-- DESCRIPTION OF THE TASK --
Using the records below, output the stretch that opens with the line containing "pub fn avg_per_week_display(&self)" and closes with the line containing "pub fn month_calendar(sessions: &[SessionLog], today: NaiveDate)", exactly and including both lines, with nothing more.

-- INPUT FOR THIS TASK --
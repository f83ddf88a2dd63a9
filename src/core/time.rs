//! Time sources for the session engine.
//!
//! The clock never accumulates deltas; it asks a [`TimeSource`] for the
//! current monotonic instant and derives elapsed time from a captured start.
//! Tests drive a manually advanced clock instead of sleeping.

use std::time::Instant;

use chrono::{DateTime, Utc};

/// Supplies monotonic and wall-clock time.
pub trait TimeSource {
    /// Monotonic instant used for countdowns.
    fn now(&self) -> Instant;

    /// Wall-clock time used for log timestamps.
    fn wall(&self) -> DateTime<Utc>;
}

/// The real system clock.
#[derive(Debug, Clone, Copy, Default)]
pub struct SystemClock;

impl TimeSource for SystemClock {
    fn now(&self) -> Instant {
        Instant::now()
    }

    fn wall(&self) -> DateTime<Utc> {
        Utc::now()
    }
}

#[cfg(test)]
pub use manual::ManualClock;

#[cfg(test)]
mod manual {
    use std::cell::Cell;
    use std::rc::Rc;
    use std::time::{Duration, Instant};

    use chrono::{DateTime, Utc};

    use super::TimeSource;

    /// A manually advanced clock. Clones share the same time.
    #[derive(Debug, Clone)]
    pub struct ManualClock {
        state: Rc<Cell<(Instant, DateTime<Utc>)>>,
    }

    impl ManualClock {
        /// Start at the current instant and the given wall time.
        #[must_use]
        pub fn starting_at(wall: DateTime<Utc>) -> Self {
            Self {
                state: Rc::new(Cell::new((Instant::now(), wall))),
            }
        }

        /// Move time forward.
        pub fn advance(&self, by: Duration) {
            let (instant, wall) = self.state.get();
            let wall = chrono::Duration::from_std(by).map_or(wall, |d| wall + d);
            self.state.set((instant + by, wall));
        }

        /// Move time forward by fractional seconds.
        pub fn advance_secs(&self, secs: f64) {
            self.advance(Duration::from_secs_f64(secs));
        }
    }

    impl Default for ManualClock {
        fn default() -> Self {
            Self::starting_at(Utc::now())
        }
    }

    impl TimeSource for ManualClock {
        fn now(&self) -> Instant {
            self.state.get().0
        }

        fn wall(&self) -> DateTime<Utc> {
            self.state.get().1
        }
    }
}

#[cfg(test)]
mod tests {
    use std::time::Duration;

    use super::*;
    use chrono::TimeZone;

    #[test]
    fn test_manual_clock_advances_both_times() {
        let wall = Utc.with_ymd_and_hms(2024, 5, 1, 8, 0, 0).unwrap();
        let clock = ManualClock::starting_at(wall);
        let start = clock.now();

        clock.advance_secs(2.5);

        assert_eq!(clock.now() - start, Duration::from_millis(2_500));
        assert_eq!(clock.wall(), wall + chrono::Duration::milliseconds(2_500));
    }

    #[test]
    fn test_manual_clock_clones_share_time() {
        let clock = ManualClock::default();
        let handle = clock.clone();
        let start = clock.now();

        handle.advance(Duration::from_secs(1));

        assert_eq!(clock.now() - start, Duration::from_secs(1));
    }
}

--

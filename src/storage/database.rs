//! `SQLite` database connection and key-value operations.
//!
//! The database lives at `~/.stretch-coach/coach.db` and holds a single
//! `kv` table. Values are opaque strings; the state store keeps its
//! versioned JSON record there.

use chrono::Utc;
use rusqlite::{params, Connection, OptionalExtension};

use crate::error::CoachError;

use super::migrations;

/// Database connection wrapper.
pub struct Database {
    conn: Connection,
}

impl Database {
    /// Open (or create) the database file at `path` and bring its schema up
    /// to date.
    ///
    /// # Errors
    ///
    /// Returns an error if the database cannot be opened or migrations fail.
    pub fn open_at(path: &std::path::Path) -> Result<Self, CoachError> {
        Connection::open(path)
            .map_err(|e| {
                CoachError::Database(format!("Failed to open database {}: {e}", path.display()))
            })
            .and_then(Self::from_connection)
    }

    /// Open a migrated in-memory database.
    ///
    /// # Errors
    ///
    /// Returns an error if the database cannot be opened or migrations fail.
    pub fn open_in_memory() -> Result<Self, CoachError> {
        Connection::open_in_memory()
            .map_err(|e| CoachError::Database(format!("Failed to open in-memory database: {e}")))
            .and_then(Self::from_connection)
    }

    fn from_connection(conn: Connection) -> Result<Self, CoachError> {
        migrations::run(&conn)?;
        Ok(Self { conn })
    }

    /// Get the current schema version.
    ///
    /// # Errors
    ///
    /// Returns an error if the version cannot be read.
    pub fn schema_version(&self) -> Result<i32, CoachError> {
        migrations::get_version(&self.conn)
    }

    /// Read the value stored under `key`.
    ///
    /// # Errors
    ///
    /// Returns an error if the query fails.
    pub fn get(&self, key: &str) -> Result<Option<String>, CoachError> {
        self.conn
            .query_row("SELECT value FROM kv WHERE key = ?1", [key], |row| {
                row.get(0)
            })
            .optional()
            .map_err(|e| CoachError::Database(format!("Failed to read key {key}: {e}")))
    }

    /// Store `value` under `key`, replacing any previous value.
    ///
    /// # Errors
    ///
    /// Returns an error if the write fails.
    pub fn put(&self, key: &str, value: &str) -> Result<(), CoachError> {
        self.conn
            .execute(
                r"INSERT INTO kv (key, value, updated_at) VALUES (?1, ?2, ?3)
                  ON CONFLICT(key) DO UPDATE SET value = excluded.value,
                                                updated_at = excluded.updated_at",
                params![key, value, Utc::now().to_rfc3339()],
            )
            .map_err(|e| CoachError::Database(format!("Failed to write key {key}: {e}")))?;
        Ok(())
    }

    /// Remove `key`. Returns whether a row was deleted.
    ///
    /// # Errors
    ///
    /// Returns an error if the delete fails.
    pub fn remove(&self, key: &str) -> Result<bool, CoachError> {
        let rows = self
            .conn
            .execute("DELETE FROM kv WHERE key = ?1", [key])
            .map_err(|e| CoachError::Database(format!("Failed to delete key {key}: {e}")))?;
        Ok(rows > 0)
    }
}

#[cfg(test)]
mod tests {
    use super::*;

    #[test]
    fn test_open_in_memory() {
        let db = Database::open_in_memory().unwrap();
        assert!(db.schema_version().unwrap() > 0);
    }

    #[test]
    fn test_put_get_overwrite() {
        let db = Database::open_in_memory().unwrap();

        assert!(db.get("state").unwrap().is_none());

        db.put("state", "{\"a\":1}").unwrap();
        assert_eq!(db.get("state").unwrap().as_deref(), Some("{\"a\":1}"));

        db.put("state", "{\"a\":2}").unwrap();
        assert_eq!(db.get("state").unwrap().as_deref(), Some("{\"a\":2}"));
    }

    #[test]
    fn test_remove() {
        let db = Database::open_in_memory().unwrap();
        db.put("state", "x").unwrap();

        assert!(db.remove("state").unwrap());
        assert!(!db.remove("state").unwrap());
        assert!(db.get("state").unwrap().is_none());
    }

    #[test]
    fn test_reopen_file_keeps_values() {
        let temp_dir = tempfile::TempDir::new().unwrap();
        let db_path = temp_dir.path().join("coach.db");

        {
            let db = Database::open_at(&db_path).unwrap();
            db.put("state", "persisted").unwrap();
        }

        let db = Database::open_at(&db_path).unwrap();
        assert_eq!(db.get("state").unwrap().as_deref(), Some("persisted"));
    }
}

==

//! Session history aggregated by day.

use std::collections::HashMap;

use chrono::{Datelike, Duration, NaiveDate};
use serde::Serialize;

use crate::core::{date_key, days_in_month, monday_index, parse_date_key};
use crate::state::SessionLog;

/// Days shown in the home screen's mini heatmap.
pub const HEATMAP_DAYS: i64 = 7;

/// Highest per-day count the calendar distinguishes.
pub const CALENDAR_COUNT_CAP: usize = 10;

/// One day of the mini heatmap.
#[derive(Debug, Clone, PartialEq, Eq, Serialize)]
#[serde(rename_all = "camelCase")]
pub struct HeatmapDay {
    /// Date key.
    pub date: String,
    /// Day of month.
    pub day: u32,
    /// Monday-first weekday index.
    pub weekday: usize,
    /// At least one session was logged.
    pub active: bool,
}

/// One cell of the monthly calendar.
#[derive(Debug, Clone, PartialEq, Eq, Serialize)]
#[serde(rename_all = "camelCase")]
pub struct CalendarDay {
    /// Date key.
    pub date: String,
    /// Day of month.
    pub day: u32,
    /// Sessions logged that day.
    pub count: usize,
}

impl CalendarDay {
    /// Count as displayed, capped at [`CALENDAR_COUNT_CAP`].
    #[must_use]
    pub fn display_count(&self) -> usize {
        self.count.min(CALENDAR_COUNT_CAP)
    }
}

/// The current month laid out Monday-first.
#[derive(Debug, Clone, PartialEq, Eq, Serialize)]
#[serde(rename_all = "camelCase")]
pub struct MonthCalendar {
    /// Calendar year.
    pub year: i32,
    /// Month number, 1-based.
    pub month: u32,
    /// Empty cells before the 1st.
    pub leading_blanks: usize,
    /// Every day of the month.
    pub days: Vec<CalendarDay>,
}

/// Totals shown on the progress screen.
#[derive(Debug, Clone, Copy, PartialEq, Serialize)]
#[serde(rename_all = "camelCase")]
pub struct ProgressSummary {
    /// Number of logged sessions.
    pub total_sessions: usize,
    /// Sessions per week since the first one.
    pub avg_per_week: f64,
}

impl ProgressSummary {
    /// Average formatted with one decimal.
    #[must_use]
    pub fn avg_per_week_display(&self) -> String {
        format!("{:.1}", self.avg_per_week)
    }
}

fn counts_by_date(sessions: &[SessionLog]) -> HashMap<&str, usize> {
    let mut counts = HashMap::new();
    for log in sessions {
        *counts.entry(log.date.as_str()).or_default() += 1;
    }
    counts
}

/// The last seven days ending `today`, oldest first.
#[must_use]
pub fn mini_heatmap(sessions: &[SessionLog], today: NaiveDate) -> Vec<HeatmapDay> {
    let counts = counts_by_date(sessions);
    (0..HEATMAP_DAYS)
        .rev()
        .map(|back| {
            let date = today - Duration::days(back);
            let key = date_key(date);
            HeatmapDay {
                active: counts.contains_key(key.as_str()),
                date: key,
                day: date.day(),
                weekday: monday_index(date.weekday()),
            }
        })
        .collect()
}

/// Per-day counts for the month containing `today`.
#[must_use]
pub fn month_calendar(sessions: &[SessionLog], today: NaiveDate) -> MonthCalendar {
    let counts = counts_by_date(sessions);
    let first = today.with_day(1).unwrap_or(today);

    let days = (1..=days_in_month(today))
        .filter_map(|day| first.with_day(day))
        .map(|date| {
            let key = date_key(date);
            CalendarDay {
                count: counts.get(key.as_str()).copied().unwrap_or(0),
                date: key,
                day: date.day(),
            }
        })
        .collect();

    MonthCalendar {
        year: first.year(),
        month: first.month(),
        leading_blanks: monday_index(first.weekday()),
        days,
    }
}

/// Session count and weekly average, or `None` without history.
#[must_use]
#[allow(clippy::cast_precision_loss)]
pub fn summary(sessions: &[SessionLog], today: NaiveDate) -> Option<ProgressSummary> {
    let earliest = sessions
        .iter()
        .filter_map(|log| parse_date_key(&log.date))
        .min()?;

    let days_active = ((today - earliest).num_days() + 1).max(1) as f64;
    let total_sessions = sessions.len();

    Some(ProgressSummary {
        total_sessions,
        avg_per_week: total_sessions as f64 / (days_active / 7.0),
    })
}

-- RESPONSE FOR THIS EXERCISE --
    pub fn avg_per_week_display(&self) -> String {
        format!("{:.1}", self.avg_per_week)
    }
}

fn counts_by_date(sessions: &[SessionLog]) -> HashMap<&str, usize> {
    let mut counts = HashMap::new();
    for log in sessions {
        *counts.entry(log.date.as_str()).or_default() += 1;
    }
    counts
}

/// The last seven days ending `today`, oldest first.
#[must_use]
pub fn mini_heatmap(sessions: &[SessionLog], today: NaiveDate) -> Vec<HeatmapDay> {
    let counts = counts_by_date(sessions);
    (0..HEATMAP_DAYS)
        .rev()
        .map(|back| {
            let date = today - Duration::days(back);
            let key = date_key(date);
            HeatmapDay {
                active: counts.contains_key(key.as_str()),
                date: key,
                day: date.day(),
                weekday: monday_index(date.weekday()),
            }
        })
        .collect()
}

/// Per-day counts for the month containing `today`.
#[must_use]
pub fn month_calendar(sessions: &[SessionLog], today: NaiveDate) -> MonthCalendar {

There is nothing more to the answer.